-- Opening Marker --
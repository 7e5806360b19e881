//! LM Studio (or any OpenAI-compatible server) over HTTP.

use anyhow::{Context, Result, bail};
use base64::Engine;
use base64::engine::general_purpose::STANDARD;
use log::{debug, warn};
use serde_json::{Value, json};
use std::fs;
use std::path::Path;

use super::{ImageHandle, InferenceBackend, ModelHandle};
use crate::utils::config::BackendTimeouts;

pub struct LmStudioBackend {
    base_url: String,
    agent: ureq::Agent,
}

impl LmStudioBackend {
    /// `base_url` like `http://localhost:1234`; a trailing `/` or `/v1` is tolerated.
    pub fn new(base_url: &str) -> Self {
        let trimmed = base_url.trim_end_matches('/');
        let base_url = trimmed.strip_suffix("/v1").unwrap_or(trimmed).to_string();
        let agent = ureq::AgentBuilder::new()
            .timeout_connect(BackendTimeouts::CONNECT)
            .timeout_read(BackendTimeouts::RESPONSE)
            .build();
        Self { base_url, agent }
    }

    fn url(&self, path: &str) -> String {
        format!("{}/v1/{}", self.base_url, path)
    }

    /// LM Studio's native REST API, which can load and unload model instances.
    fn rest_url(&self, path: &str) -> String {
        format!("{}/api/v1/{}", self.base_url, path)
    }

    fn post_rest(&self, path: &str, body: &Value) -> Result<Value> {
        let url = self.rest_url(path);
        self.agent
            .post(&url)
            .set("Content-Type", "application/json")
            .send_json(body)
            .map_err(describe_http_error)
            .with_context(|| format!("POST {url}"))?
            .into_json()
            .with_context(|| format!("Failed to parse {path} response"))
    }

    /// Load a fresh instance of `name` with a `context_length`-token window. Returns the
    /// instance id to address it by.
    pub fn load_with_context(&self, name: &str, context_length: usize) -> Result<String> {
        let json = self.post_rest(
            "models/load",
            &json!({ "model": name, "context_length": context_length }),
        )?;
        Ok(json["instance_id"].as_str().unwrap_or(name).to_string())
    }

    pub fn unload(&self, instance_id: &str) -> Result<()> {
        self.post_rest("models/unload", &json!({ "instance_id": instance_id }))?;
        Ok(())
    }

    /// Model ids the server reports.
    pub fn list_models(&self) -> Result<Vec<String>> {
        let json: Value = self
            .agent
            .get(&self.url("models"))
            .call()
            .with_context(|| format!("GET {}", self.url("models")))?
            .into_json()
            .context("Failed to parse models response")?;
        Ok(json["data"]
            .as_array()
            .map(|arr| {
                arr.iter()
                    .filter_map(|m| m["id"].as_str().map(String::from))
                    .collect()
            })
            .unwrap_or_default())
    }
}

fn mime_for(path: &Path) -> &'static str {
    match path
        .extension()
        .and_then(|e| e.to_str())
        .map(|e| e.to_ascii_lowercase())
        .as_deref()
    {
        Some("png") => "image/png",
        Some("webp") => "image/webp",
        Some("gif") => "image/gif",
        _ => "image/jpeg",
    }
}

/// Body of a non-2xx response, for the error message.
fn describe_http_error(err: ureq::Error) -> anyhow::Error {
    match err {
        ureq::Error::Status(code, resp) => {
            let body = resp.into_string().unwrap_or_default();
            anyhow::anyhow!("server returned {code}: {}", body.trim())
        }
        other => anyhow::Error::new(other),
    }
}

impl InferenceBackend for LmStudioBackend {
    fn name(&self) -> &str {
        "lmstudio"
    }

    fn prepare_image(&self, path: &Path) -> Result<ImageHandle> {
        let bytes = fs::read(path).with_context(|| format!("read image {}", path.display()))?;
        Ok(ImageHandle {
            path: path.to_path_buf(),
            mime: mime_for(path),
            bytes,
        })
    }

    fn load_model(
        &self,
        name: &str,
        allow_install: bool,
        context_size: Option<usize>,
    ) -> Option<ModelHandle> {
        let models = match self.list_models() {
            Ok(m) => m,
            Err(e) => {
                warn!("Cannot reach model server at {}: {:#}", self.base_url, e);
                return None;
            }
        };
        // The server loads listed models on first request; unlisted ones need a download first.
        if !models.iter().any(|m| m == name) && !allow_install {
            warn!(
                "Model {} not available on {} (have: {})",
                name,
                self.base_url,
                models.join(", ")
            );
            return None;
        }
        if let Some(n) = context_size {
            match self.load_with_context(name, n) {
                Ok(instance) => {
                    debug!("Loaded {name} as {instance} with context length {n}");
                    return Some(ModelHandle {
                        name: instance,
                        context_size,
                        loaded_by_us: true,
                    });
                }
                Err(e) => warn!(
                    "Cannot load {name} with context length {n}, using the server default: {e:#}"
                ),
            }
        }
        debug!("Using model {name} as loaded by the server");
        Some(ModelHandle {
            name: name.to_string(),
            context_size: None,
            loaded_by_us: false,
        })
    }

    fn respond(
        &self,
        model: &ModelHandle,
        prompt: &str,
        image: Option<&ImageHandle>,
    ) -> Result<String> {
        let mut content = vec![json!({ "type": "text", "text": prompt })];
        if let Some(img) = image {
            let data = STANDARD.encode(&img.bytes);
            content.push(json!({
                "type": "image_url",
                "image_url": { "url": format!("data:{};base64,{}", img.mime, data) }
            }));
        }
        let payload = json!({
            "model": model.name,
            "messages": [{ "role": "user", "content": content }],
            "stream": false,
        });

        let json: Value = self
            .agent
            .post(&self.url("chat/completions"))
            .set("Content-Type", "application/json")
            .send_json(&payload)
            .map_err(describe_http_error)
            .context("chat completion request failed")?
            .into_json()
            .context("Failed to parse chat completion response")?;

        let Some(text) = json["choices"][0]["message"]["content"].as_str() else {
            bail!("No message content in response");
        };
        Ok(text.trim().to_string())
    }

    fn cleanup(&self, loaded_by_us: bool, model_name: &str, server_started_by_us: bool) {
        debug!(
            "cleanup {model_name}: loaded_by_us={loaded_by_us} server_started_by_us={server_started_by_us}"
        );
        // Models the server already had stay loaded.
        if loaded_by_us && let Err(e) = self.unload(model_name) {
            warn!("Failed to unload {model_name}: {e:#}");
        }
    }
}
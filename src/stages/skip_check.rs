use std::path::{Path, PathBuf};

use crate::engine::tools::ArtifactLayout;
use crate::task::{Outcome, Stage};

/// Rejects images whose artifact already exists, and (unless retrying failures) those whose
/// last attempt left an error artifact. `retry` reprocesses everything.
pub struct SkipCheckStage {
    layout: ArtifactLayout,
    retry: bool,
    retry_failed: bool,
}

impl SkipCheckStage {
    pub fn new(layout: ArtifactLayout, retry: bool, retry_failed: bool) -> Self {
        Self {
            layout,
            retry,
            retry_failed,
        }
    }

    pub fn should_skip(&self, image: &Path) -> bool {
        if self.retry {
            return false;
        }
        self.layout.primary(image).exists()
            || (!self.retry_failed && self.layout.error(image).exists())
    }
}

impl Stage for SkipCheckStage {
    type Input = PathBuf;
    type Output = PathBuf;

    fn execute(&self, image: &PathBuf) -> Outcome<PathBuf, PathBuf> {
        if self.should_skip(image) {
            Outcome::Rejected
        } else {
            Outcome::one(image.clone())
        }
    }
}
-- Closing Marker --
Restate all of the data above. Match it word for word.

▶ Your solution
repository 7e5806360b19e881
//! LM Studio (or any OpenAI-compatible server) over HTTP.

use anyhow::{Context, Result, bail};
use base64::Engine;
use base64::engine::general_purpose::STANDARD;
use log::{debug, warn};
use serde_json::{Value, json};
use std::fs;
use std::path::Path;

use super::{ImageHandle, InferenceBackend, ModelHandle};
use crate::utils::config::BackendTimeouts;

pub struct LmStudioBackend {
    base_url: String,
    agent: ureq::Agent,
}

impl LmStudioBackend {
    /// `base_url` like `http://localhost:1234`; a trailing `/` or `/v1` is tolerated.
    pub fn new(base_url: &str) -> Self {
        let trimmed = base_url.trim_end_matches('/');
        let base_url = trimmed.strip_suffix("/v1").unwrap_or(trimmed).to_string();
        let agent = ureq::AgentBuilder::new()
            .timeout_connect(BackendTimeouts::CONNECT)
            .timeout_read(BackendTimeouts::RESPONSE)
            .build();
        Self { base_url, agent }
    }

    fn url(&self, path: &str) -> String {
        format!("{}/v1/{}", self.base_url, path)
    }

    /// LM Studio's native REST API, which can load and unload model instances.
    fn rest_url(&self, path: &str) -> String {
        format!("{}/api/v1/{}", self.base_url, path)
    }

    fn post_rest(&self, path: &str, body: &Value) -> Result<Value> {
        let url = self.rest_url(path);
        self.agent
            .post(&url)
            .set("Content-Type", "application/json")
            .send_json(body)
            .map_err(describe_http_error)
            .with_context(|| format!("POST {url}"))?
            .into_json()
            .with_context(|| format!("Failed to parse {path} response"))
    }

    /// Load a fresh instance of `name` with a `context_length`-token window. Returns the
    /// instance id to address it by.
    pub fn load_with_context(&self, name: &str, context_length: usize) -> Result<String> {
        let json = self.post_rest(
            "models/load",
            &json!({ "model": name, "context_length": context_length }),
        )?;
        Ok(json["instance_id"].as_str().unwrap_or(name).to_string())
    }

    pub fn unload(&self, instance_id: &str) -> Result<()> {
        self.post_rest("models/unload", &json!({ "instance_id": instance_id }))?;
        Ok(())
    }

    /// Model ids the server reports.
    pub fn list_models(&self) -> Result<Vec<String>> {
        let json: Value = self
            .agent
            .get(&self.url("models"))
            .call()
            .with_context(|| format!("GET {}", self.url("models")))?
            .into_json()
            .context("Failed to parse models response")?;
        Ok(json["data"]
            .as_array()
            .map(|arr| {
                arr.iter()
                    .filter_map(|m| m["id"].as_str().map(String::from))
                    .collect()
            })
            .unwrap_or_default())
    }
}

fn mime_for(path: &Path) -> &'static str {
    match path
        .extension()
        .and_then(|e| e.to_str())
        .map(|e| e.to_ascii_lowercase())
        .as_deref()
    {
        Some("png") => "image/png",
        Some("webp") => "image/webp",
        Some("gif") => "image/gif",
        _ => "image/jpeg",
    }
}

/// Body of a non-2xx response, for the error message.
fn describe_http_error(err: ureq::Error) -> anyhow::Error {
    match err {
        ureq::Error::Status(code, resp) => {
            let body = resp.into_string().unwrap_or_default();
            anyhow::anyhow!("server returned {code}: {}", body.trim())
        }
        other => anyhow::Error::new(other),
    }
}

impl InferenceBackend for LmStudioBackend {
    fn name(&self) -> &str {
        "lmstudio"
    }

    fn prepare_image(&self, path: &Path) -> Result<ImageHandle> {
        let bytes = fs::read(path).with_context(|| format!("read image {}", path.display()))?;
        Ok(ImageHandle {
            path: path.to_path_buf(),
            mime: mime_for(path),
            bytes,
        })
    }

    fn load_model(
        &self,
        name: &str,
        allow_install: bool,
        context_size: Option<usize>,
    ) -> Option<ModelHandle> {
        let models = match self.list_models() {
            Ok(m) => m,
            Err(e) => {
                warn!("Cannot reach model server at {}: {:#}", self.base_url, e);
                return None;
            }
        };
        // The server loads listed models on first request; unlisted ones need a download first.
        if !models.iter().any(|m| m == name) && !allow_install {
            warn!(
                "Model {} not available on {} (have: {})",
                name,
                self.base_url,
                models.join(", ")
            );
            return None;
        }
        if let Some(n) = context_size {
            match self.load_with_context(name, n) {
                Ok(instance) => {
                    debug!("Loaded {name} as {instance} with context length {n}");
                    return Some(ModelHandle {
                        name: instance,
                        context_size,
                        loaded_by_us: true,
                    });
                }
                Err(e) => warn!(
                    "Cannot load {name} with context length {n}, using the server default: {e:#}"
                ),
            }
        }
        debug!("Using model {name} as loaded by the server");
        Some(ModelHandle {
            name: name.to_string(),
            context_size: None,
            loaded_by_us: false,
        })
    }

    fn respond(
        &self,
        model: &ModelHandle,
        prompt: &str,
        image: Option<&ImageHandle>,
    ) -> Result<String> {
        let mut content = vec![json!({ "type": "text", "text": prompt })];
        if let Some(img) = image {
            let data = STANDARD.encode(&img.bytes);
            content.push(json!({
                "type": "image_url",
                "image_url": { "url": format!("data:{};base64,{}", img.mime, data) }
            }));
        }
        let payload = json!({
            "model": model.name,
            "messages": [{ "role": "user", "content": content }],
            "stream": false,
        });

        let json: Value = self
            .agent
            .post(&self.url("chat/completions"))
            .set("Content-Type", "application/json")
            .send_json(&payload)
            .map_err(describe_http_error)
            .context("chat completion request failed")?
            .into_json()
            .context("Failed to parse chat completion response")?;

        let Some(text) = json["choices"][0]["message"]["content"].as_str() else {
            bail!("No message content in response");
        };
        Ok(text.trim().to_string())
    }

    fn cleanup(&self, loaded_by_us: bool, model_name: &str, server_started_by_us: bool) {
        debug!(
            "cleanup {model_name}: loaded_by_us={loaded_by_us} server_started_by_us={server_started_by_us}"
        );
        // Models the server already had stay loaded.
        if loaded_by_us && let Err(e) = self.unload(model_name) {
            warn!("Failed to unload {model_name}: {e:#}");
        }
    }
}
filename src/stages/skip_check.rs
use std::path::{Path, PathBuf};

use crate::engine::tools::ArtifactLayout;
use crate::task::{Outcome, Stage};

/// Rejects images whose artifact already exists, and (unless retrying failures) those whose
/// last attempt left an error artifact. `retry` reprocesses everything.
pub struct SkipCheckStage {
    layout: ArtifactLayout,
    retry: bool,
    retry_failed: bool,
}

impl SkipCheckStage {
    pub fn new(layout: ArtifactLayout, retry: bool, retry_failed: bool) -> Self {
        Self {
            layout,
            retry,
            retry_failed,
        }
    }

    pub fn should_skip(&self, image: &Path) -> bool {
        if self.retry {
            return false;
        }
        self.layout.primary(image).exists()
            || (!self.retry_failed && self.layout.error(image).exists())
    }
}

impl Stage for SkipCheckStage {
    type Input = PathBuf;
    type Output = PathBuf;

    fn execute(&self, image: &PathBuf) -> Outcome<PathBuf, PathBuf> {
        if self.should_skip(image) {
            Outcome::Rejected
        } else {
            Outcome::one(image.clone())
        }
    }
}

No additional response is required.